Speaking of memory, it must be noted that a dual-channel kit must be installed into Slots 3 and 4, and a single module should be installed into Slot 3. Otherwise, you will have problems with stability (blue screen of death at Windows startup, etc). We have an impression that compatibility of this motherboard with memory leaves much to be desired. We had to raise voltage even for our universal kit from Apacer, which have been used in dozens of configurations.
Voltage regulator uses four phases. There are four MOSFETs in each phase. The power circuit also incorporates eight 820 uF and four 270 uF solid-state capacitors. That's a classic circuit design without excesses. Support for processors with TDP of 140W is provided solely owing to modern high-quality components and the heatsink on MOSFETs. However, this motherboards will not overclock as well as other models with more phases.
This motherboard comes with a good bundle that includes four SATA cables with convenient metal latches, an IDE cable, a full manual and a brief install guide in several languages.

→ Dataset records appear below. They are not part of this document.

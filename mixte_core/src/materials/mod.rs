//! # Materials Database
//!
//! Immutable reference tables used by every calculator: structural steel
//! grades, rolled profiles, concrete strength classes, reinforcement and
//! steel decks. Tables are built once on first access and never mutated.
//!
//! ## Example
//!
//! ```rust
//! use mixte_core::materials::{ConcreteClass, ProfileDb, SteelGrade};
//!
//! let ipe = ProfileDb::global().lookup("ipe360").unwrap();
//! assert_eq!(ipe.height_mm, 360.0);
//!
//! let c30 = ConcreteClass::from_str_flexible("C30").unwrap();
//! assert_eq!(c30, ConcreteClass::C30_37);
//! assert_eq!(SteelGrade::S355.fy_mpa(), 355.0);
//! ```

pub mod concrete;
pub mod deck;
pub mod steel;

pub use concrete::{ConcreteClass, ConcreteProperties, Rebar};
pub use deck::{DeckDb, DeckPanel, DECK_STEEL_FYP_MPA};
pub use steel::{Profile, ProfileDb, SteelGrade};

/// Elastic modulus of structural steel Ea (MPa)
pub const STEEL_E_MPA: f64 = 210_000.0;

/// Partial safety factors and coefficients applied by the calculators.
pub mod factors {
    /// Steel cross-section resistance
    pub const GAMMA_M0: f64 = 1.00;
    /// Steel member instability
    pub const GAMMA_M1: f64 = 1.00;
    /// Concrete
    pub const GAMMA_C: f64 = 1.50;
    /// Reinforcing steel
    pub const GAMMA_S: f64 = 1.15;
    /// Shear connectors
    pub const GAMMA_V: f64 = 1.25;
    /// Long-term effects on concrete strength
    pub const ALPHA_CC: f64 = 1.00;
}
//! # Structural Calculations
//!
//! Every calculator of the course follows the same pattern:
//!
//! - `*Input` - input parameters (JSON-serializable), with `FIELDS` describing
//!   the form and `from_form` parsing raw [`FormValues`]
//! - `validate()` - presence and positivity checks, run before any arithmetic
//! - `calculate_*(input) -> CalcResult<*Result>` - pure calculation function
//! - `*Result::report()` - formatted [`Report`] with a verdict badge
//!
//! [`CalculatorKind`] lists the calculators by course and drives the GUI and
//! the CLI; [`CalculationItem`] carries a typed input for JSON use.
//!
//! ## Available Calculations
//!
//! - [`slab`] - composite slabs on steel decking
//! - [`column`] - encased and filled composite columns
//! - [`beam`] - composite beams with headed studs

pub mod beam;
pub mod column;
pub mod report;
pub mod slab;

use std::str::FromStr;

use serde::{Deserialize, Serialize};

use crate::errors::{CalcError, CalcResult};
use crate::forms::{FieldSpec, FormValues};

pub use beam::{
    BeamDeflectionInput, BeamMomentInput, BeamShearInput, ConnectorInput, EffectiveWidthInput,
    ModularRatioInput, SupportType,
};
pub use column::{
    ColumnBucklingInput, ColumnCombinedInput, ColumnFireInput, ColumnResistanceInput, ColumnSection,
};
pub use report::{Report, ReportLine, Value, Verdict};
pub use slab::{ConstructionInput, SlabDeflectionInput, SlabFireInput, SlabMomentInput, SlabShearInput};

pub(crate) fn require_positive(field: &str, value: f64) -> CalcResult<()> {
    if value.is_finite() && value > 0.0 {
        Ok(())
    } else {
        Err(CalcError::invalid_input(field, value.to_string(), "must be positive"))
    }
}

pub(crate) fn require_non_negative(field: &str, value: f64) -> CalcResult<()> {
    if value.is_finite() && value >= 0.0 {
        Ok(())
    } else {
        Err(CalcError::invalid_input(field, value.to_string(), "cannot be negative"))
    }
}

/// Standard fire resistance durations
#[derive(Debug, Clone, Copy, PartialEq, Eq, PartialOrd, Ord, Hash, Serialize, Deserialize)]
pub enum FireRating {
    R30,
    R60,
    R90,
    R120,
}

impl FireRating {
    pub const ALL: [FireRating; 4] = [FireRating::R30, FireRating::R60, FireRating::R90, FireRating::R120];

    pub fn minutes(&self) -> u32 {
        match self {
            FireRating::R30 => 30,
            FireRating::R60 => 60,
            FireRating::R90 => 90,
            FireRating::R120 => 120,
        }
    }

    pub fn code(&self) -> &'static str {
        match self {
            FireRating::R30 => "R30",
            FireRating::R60 => "R60",
            FireRating::R90 => "R90",
            FireRating::R120 => "R120",
        }
    }

    /// Position in [`FireRating::ALL`], for rating tables
    pub(crate) fn index(&self) -> usize {
        match self {
            FireRating::R30 => 0,
            FireRating::R60 => 1,
            FireRating::R90 => 2,
            FireRating::R120 => 3,
        }
    }

    /// Minimum concrete thickness above the ribs of a composite slab (mm)
    pub fn slab_min_hc_mm(&self) -> f64 {
        [60.0, 70.0, 80.0, 90.0][self.index()]
    }
}

impl FromStr for FireRating {
    type Err = CalcError;

    /// Accepts "R60", "r60" or "60"
    fn from_str(s: &str) -> Result<Self, Self::Err> {
        let upper = s.trim().to_uppercase();
        let minutes = upper.strip_prefix('R').unwrap_or(&upper);
        FireRating::ALL
            .into_iter()
            .find(|r| r.minutes().to_string() == minutes)
            .ok_or_else(|| CalcError::invalid_input("rating", s, "expected R30, R60, R90 or R120"))
    }
}

impl std::fmt::Display for FireRating {
    fn fmt(&self, f: &mut std::fmt::Formatter<'_>) -> std::fmt::Result {
        write!(f, "{}", self.code())
    }
}

/// Course chapter a calculator belongs to
#[derive(Debug, Clone, Copy, PartialEq, Eq, Hash, Serialize, Deserialize)]
#[serde(rename_all = "snake_case")]
pub enum Course {
    Slabs,
    Columns,
    Beams,
}

impl Course {
    pub const ALL: [Course; 3] = [Course::Slabs, Course::Columns, Course::Beams];

    pub fn title(&self) -> &'static str {
        match self {
            Course::Slabs => "Composite slabs",
            Course::Columns => "Composite columns",
            Course::Beams => "Composite beams",
        }
    }

    /// Folder of the course pages under the content root
    pub fn folder(&self) -> &'static str {
        match self {
            Course::Slabs => "planchers",
            Course::Columns => "poteaux",
            Course::Beams => "poutres",
        }
    }

    pub fn calculators(&self) -> Vec<CalculatorKind> {
        CalculatorKind::ALL
            .into_iter()
            .filter(|k| k.course() == *self)
            .collect()
    }
}

impl std::fmt::Display for Course {
    fn fmt(&self, f: &mut std::fmt::Formatter<'_>) -> std::fmt::Result {
        write!(f, "{}", self.title())
    }
}

/// Every calculator offered by the course
#[derive(Debug, Clone, Copy, PartialEq, Eq, Hash, Serialize, Deserialize)]
#[serde(rename_all = "kebab-case")]
pub enum CalculatorKind {
    SlabConstruction,
    SlabMoment,
    SlabShear,
    SlabDeflection,
    SlabFire,
    ColumnResistance,
    ColumnBuckling,
    ColumnCombined,
    ColumnFire,
    BeamMoment,
    BeamShear,
    BeamConnectors,
    BeamDeflection,
    EffectiveWidth,
    ModularRatio,
}

impl CalculatorKind {
    pub const ALL: [CalculatorKind; 15] = [
        CalculatorKind::SlabConstruction,
        CalculatorKind::SlabMoment,
        CalculatorKind::SlabShear,
        CalculatorKind::SlabDeflection,
        CalculatorKind::SlabFire,
        CalculatorKind::ColumnResistance,
        CalculatorKind::ColumnBuckling,
        CalculatorKind::ColumnCombined,
        CalculatorKind::ColumnFire,
        CalculatorKind::BeamMoment,
        CalculatorKind::BeamShear,
        CalculatorKind::BeamConnectors,
        CalculatorKind::BeamDeflection,
        CalculatorKind::EffectiveWidth,
        CalculatorKind::ModularRatio,
    ];

    /// Identifier used on the command line, e.g. "slab-moment"
    pub fn id(&self) -> &'static str {
        match self {
            CalculatorKind::SlabConstruction => "slab-construction",
            CalculatorKind::SlabMoment => "slab-moment",
            CalculatorKind::SlabShear => "slab-shear",
            CalculatorKind::SlabDeflection => "slab-deflection",
            CalculatorKind::SlabFire => "slab-fire",
            CalculatorKind::ColumnResistance => "column-resistance",
            CalculatorKind::ColumnBuckling => "column-buckling",
            CalculatorKind::ColumnCombined => "column-combined",
            CalculatorKind::ColumnFire => "column-fire",
            CalculatorKind::BeamMoment => "beam-moment",
            CalculatorKind::BeamShear => "beam-shear",
            CalculatorKind::BeamConnectors => "beam-connectors",
            CalculatorKind::BeamDeflection => "beam-deflection",
            CalculatorKind::EffectiveWidth => "effective-width",
            CalculatorKind::ModularRatio => "modular-ratio",
        }
    }

    pub fn title(&self) -> &'static str {
        match self {
            CalculatorKind::SlabConstruction => "Construction phase",
            CalculatorKind::SlabMoment => "Composite bending resistance",
            CalculatorKind::SlabShear => "Vertical shear",
            CalculatorKind::SlabDeflection => "Deflection and vibration",
            CalculatorKind::SlabFire => "Fire resistance",
            CalculatorKind::ColumnResistance => "Plastic resistance",
            CalculatorKind::ColumnBuckling => "Flexural buckling",
            CalculatorKind::ColumnCombined => "Compression and bending",
            CalculatorKind::ColumnFire => "Fire resistance",
            CalculatorKind::BeamMoment => "Plastic bending resistance",
            CalculatorKind::BeamShear => "Vertical shear",
            CalculatorKind::BeamConnectors => "Shear connectors",
            CalculatorKind::BeamDeflection => "Deflection",
            CalculatorKind::EffectiveWidth => "Effective width",
            CalculatorKind::ModularRatio => "Modular ratio",
        }
    }

    pub fn course(&self) -> Course {
        match self {
            CalculatorKind::SlabConstruction
            | CalculatorKind::SlabMoment
            | CalculatorKind::SlabShear
            | CalculatorKind::SlabDeflection
            | CalculatorKind::SlabFire => Course::Slabs,
            CalculatorKind::ColumnResistance
            | CalculatorKind::ColumnBuckling
            | CalculatorKind::ColumnCombined
            | CalculatorKind::ColumnFire => Course::Columns,
            CalculatorKind::BeamMoment
            | CalculatorKind::BeamShear
            | CalculatorKind::BeamConnectors
            | CalculatorKind::BeamDeflection
            | CalculatorKind::EffectiveWidth
            | CalculatorKind::ModularRatio => Course::Beams,
        }
    }

    /// Form fields, in display order
    pub fn fields(&self) -> &'static [FieldSpec] {
        match self {
            CalculatorKind::SlabConstruction => ConstructionInput::FIELDS,
            CalculatorKind::SlabMoment => SlabMomentInput::FIELDS,
            CalculatorKind::SlabShear => SlabShearInput::FIELDS,
            CalculatorKind::SlabDeflection => SlabDeflectionInput::FIELDS,
            CalculatorKind::SlabFire => SlabFireInput::FIELDS,
            CalculatorKind::ColumnResistance => ColumnResistanceInput::FIELDS,
            CalculatorKind::ColumnBuckling => ColumnBucklingInput::FIELDS,
            CalculatorKind::ColumnCombined => ColumnCombinedInput::FIELDS,
            CalculatorKind::ColumnFire => ColumnFireInput::FIELDS,
            CalculatorKind::BeamMoment => BeamMomentInput::FIELDS,
            CalculatorKind::BeamShear => BeamShearInput::FIELDS,
            CalculatorKind::BeamConnectors => ConnectorInput::FIELDS,
            CalculatorKind::BeamDeflection => BeamDeflectionInput::FIELDS,
            CalculatorKind::EffectiveWidth => EffectiveWidthInput::FIELDS,
            CalculatorKind::ModularRatio => ModularRatioInput::FIELDS,
        }
    }

    /// Parse raw form values into a typed input
    pub fn parse(&self, values: &FormValues) -> CalcResult<CalculationItem> {
        Ok(match self {
            CalculatorKind::SlabConstruction => CalculationItem::SlabConstruction(ConstructionInput::from_form(values)?),
            CalculatorKind::SlabMoment => CalculationItem::SlabMoment(SlabMomentInput::from_form(values)?),
            CalculatorKind::SlabShear => CalculationItem::SlabShear(SlabShearInput::from_form(values)?),
            CalculatorKind::SlabDeflection => CalculationItem::SlabDeflection(SlabDeflectionInput::from_form(values)?),
            CalculatorKind::SlabFire => CalculationItem::SlabFire(SlabFireInput::from_form(values)?),
            CalculatorKind::ColumnResistance => {
                CalculationItem::ColumnResistance(ColumnResistanceInput::from_form(values)?)
            }
            CalculatorKind::ColumnBuckling => CalculationItem::ColumnBuckling(ColumnBucklingInput::from_form(values)?),
            CalculatorKind::ColumnCombined => CalculationItem::ColumnCombined(ColumnCombinedInput::from_form(values)?),
            CalculatorKind::ColumnFire => CalculationItem::ColumnFire(ColumnFireInput::from_form(values)?),
            CalculatorKind::BeamMoment => CalculationItem::BeamMoment(BeamMomentInput::from_form(values)?),
            CalculatorKind::BeamShear => CalculationItem::BeamShear(BeamShearInput::from_form(values)?),
            CalculatorKind::BeamConnectors => CalculationItem::BeamConnectors(ConnectorInput::from_form(values)?),
            CalculatorKind::BeamDeflection => CalculationItem::BeamDeflection(BeamDeflectionInput::from_form(values)?),
            CalculatorKind::EffectiveWidth => CalculationItem::EffectiveWidth(EffectiveWidthInput::from_form(values)?),
            CalculatorKind::ModularRatio => CalculationItem::ModularRatio(ModularRatioInput::from_form(values)?),
        })
    }

    /// Parse, validate and calculate in one step
    pub fn run(&self, values: &FormValues) -> CalcResult<Report> {
        let item = self.parse(values)?;
        let report = item.calculate()?;
        tracing::debug!(calculator = self.id(), passes = report.passes(), "calculation complete");
        Ok(report)
    }
}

The bundled CD includes only necessary drivers, BIOS flash utility is integrated into images downloaded from the official web site.
As Linux-based shells are becoming popular now, ECS motherboards also feature this function, called eJiffy. This implementation looks convenient for Internet access (web surfing, even video playback). This shell is installed on a hard drive from the bundled CD, so it can startup only after the POST procedure and does not load as fast as flashed shells (it takes about 10-15 seconds). However, hardware solutions raise manufacturing costs and presently exist only in expensive models from ASUS. It certainly won't be justified here.